## THE PROBLEM
Search the records for lines with the word "temperature" and copy each match.

++++++

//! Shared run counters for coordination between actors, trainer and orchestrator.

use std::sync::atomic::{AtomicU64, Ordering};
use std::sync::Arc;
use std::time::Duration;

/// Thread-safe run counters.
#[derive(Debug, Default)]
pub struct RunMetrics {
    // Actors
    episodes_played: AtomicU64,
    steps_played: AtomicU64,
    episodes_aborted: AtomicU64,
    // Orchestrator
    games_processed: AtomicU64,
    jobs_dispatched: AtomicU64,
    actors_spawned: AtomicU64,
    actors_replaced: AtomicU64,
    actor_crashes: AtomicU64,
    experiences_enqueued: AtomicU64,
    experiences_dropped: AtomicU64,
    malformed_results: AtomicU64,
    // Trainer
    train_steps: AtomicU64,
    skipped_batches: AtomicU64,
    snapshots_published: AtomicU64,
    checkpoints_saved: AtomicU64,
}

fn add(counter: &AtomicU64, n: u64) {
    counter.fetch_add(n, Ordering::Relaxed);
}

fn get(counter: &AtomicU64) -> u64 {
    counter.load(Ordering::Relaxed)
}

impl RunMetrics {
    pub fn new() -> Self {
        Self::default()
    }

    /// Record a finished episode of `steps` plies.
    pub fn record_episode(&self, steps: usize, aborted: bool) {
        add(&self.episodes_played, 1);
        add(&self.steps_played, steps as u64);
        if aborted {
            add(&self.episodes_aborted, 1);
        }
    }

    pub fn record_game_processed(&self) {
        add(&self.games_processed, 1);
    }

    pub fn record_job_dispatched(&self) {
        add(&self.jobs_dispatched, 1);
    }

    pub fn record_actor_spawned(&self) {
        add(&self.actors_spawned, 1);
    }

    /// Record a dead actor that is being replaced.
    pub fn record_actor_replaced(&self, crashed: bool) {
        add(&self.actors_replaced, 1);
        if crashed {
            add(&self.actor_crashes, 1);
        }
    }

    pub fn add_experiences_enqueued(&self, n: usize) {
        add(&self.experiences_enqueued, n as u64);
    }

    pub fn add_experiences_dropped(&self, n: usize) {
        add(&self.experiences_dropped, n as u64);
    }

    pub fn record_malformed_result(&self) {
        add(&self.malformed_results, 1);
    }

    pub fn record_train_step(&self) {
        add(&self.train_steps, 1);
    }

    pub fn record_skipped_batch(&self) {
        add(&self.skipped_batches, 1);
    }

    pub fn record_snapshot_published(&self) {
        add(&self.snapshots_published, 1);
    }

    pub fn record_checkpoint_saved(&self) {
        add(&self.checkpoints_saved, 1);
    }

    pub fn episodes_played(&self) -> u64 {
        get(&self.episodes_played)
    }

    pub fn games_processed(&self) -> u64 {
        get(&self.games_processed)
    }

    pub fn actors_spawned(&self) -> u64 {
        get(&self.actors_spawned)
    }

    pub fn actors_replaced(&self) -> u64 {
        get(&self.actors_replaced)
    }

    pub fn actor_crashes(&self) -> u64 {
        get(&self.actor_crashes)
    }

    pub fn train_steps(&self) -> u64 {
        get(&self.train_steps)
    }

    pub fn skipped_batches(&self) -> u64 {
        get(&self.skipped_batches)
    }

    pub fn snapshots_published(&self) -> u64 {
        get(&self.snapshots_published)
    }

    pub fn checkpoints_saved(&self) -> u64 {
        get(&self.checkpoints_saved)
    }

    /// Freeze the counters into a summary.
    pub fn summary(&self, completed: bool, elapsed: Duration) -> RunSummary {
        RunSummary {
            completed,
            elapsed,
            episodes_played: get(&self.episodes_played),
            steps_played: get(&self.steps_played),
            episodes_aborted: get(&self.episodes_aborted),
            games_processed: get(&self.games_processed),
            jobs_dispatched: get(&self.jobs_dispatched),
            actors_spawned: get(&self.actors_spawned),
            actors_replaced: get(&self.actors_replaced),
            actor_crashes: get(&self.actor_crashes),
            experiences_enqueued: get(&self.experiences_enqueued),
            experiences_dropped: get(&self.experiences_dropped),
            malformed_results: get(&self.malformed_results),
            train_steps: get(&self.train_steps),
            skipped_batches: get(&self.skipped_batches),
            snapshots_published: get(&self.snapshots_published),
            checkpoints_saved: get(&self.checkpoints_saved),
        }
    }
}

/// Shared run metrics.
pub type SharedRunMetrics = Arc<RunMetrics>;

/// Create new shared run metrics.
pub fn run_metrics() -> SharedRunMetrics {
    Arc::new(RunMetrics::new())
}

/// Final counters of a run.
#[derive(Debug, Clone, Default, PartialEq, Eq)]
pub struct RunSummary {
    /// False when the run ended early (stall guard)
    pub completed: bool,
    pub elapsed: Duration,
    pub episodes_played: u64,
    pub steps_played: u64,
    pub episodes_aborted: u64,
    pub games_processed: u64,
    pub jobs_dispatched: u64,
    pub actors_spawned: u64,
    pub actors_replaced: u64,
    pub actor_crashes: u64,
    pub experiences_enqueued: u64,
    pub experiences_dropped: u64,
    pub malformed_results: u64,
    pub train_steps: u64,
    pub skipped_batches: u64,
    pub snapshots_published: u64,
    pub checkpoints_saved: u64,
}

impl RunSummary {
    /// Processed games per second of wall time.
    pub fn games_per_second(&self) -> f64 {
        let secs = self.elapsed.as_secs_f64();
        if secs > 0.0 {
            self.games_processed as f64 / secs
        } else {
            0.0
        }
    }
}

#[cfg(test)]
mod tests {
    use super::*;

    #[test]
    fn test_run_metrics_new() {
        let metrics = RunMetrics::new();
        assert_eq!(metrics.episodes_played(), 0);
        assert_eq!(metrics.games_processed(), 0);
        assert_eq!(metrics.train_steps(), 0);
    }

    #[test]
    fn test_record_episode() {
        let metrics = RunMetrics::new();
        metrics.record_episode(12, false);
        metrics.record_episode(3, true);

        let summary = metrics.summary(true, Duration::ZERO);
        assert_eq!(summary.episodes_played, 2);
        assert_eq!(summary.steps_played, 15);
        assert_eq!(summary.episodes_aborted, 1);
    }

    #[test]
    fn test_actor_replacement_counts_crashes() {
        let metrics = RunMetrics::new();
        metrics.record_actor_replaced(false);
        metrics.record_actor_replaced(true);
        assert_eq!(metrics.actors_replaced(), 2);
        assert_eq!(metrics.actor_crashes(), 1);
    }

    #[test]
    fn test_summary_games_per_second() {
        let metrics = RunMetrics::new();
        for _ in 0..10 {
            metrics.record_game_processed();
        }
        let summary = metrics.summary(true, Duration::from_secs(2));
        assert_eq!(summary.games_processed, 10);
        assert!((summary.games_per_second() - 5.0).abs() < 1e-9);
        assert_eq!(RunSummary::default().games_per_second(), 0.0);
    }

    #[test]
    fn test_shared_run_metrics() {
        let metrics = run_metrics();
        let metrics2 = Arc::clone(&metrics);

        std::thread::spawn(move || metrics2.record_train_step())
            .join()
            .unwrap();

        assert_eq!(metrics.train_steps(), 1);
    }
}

++++++

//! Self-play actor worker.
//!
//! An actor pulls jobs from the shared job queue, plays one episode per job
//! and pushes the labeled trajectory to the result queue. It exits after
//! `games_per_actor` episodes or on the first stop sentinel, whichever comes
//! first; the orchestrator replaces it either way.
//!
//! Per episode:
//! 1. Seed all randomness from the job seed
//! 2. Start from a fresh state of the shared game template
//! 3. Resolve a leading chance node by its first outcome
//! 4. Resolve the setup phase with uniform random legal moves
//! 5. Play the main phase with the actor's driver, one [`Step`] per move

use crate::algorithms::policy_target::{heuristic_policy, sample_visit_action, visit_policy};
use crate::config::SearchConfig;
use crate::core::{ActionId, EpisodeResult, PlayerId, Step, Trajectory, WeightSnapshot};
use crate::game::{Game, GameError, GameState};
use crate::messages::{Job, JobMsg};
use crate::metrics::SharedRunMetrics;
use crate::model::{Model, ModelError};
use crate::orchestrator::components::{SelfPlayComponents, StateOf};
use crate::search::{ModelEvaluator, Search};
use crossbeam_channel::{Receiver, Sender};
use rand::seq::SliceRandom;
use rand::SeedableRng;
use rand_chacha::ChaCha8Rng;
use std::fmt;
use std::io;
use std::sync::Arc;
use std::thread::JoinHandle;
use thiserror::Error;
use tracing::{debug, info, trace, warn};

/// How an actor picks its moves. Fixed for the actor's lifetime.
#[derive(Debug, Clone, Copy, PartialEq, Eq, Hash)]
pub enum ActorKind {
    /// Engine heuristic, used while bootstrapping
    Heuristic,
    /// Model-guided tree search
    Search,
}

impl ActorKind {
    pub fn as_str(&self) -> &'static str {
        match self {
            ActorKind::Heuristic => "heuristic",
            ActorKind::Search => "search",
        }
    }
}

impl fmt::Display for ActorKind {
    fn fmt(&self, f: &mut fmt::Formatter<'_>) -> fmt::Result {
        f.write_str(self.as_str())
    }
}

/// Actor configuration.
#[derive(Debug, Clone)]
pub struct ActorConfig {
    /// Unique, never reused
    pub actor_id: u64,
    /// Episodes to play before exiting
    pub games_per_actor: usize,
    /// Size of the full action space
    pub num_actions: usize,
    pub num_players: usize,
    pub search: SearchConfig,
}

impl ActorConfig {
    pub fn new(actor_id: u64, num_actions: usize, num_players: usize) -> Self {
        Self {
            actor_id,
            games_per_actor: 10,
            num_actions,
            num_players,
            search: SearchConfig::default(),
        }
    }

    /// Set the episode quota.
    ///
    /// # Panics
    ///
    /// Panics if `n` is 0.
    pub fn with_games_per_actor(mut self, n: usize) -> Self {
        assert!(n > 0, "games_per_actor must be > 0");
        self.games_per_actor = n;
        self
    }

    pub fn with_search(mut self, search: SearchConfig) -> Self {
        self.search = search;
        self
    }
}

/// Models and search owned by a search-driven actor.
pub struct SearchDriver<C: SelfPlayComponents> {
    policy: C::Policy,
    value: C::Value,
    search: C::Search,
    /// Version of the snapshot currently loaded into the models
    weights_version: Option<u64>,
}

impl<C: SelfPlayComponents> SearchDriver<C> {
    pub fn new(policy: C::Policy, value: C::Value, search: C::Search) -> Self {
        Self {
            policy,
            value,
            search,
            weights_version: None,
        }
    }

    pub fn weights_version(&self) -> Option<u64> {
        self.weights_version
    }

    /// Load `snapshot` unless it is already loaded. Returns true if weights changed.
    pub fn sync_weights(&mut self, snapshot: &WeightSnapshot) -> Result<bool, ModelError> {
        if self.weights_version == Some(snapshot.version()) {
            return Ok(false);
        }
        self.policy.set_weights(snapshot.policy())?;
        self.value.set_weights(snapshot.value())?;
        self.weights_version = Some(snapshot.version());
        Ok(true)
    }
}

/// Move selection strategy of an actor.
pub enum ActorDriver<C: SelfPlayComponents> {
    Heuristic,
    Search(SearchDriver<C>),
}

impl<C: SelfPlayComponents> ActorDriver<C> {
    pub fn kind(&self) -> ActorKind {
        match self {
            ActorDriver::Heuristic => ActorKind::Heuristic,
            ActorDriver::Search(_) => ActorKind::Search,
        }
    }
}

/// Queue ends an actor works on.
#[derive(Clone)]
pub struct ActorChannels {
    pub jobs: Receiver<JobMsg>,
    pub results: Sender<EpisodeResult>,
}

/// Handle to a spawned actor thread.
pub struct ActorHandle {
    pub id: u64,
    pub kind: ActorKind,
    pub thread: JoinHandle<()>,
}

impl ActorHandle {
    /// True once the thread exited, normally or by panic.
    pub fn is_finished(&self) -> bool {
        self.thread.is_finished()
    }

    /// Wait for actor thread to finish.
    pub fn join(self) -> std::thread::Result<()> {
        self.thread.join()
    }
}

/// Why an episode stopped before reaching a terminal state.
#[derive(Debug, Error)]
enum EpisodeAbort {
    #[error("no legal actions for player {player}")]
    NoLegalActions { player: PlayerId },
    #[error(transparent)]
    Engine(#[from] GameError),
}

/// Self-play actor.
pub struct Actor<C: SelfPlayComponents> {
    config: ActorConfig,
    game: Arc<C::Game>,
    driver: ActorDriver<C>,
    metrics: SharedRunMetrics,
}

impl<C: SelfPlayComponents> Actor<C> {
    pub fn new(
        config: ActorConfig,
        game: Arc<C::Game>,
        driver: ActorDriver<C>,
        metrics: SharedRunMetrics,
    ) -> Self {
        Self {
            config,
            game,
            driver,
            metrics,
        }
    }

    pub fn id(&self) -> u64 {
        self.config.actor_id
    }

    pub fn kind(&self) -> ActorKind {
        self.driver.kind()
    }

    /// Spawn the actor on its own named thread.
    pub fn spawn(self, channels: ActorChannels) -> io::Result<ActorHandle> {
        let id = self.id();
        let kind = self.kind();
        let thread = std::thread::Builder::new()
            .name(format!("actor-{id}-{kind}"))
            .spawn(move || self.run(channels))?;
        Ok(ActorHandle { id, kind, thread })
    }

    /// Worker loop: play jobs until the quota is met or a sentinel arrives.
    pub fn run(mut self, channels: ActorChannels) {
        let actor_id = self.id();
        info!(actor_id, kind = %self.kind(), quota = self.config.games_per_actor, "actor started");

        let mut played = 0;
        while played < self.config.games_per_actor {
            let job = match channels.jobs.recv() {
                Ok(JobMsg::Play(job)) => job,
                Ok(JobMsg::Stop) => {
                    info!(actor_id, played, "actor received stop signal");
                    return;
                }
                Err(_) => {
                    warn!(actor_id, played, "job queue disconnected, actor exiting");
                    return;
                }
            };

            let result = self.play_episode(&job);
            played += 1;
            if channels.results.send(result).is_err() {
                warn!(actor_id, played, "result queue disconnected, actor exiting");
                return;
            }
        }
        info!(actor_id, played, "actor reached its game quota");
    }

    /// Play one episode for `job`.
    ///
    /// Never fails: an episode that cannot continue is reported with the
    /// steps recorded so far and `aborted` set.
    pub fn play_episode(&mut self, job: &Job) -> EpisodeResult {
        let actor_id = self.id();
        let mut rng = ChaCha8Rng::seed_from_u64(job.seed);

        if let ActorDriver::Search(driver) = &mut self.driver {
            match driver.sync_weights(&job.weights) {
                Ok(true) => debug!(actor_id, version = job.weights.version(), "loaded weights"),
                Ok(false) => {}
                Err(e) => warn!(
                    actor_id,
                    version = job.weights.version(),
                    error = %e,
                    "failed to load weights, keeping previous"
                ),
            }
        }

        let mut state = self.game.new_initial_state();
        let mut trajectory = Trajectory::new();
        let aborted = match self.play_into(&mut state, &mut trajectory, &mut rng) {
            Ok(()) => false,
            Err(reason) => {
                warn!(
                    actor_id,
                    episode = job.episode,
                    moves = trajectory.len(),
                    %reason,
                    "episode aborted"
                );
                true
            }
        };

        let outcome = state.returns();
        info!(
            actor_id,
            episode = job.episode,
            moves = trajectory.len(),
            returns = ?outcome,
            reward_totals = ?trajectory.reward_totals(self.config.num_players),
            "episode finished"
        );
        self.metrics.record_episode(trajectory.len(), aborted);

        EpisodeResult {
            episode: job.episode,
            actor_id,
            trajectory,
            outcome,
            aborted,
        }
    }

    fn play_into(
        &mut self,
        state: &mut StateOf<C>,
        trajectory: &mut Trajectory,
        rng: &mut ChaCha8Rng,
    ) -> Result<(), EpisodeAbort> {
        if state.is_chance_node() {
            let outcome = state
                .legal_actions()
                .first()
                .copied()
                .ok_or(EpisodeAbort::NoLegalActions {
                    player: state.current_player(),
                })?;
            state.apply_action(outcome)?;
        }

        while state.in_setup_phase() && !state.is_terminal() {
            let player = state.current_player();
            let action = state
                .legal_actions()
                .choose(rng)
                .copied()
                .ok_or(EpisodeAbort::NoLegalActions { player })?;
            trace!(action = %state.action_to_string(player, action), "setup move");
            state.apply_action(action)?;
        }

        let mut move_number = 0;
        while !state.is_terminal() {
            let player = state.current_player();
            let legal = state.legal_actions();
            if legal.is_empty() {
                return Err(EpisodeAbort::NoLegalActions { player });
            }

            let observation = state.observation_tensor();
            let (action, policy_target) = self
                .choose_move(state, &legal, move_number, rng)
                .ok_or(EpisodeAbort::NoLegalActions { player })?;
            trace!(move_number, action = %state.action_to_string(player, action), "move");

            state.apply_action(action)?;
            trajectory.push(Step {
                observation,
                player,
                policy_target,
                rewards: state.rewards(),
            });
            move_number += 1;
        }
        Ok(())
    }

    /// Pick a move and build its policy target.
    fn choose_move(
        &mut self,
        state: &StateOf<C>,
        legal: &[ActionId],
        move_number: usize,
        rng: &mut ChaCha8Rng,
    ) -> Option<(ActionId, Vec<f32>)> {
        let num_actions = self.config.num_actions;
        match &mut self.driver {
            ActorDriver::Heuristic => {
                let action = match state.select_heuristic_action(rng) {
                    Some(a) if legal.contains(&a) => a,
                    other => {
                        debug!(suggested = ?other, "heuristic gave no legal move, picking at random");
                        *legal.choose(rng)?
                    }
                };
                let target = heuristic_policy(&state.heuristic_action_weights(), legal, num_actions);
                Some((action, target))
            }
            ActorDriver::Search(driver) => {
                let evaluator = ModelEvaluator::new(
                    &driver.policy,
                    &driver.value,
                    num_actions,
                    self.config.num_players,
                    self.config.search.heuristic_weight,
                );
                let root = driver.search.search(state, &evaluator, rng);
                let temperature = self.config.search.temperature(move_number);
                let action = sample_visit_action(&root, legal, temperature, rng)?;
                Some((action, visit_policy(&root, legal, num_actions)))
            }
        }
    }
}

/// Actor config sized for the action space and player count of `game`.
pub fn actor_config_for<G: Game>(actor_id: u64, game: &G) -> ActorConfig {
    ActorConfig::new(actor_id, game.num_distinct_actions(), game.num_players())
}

++++++

## FINISHED EXERCISE
                let temperature = self.config.search.temperature(move_number);
                let action = sample_visit_action(&root, legal, temperature, rng)?;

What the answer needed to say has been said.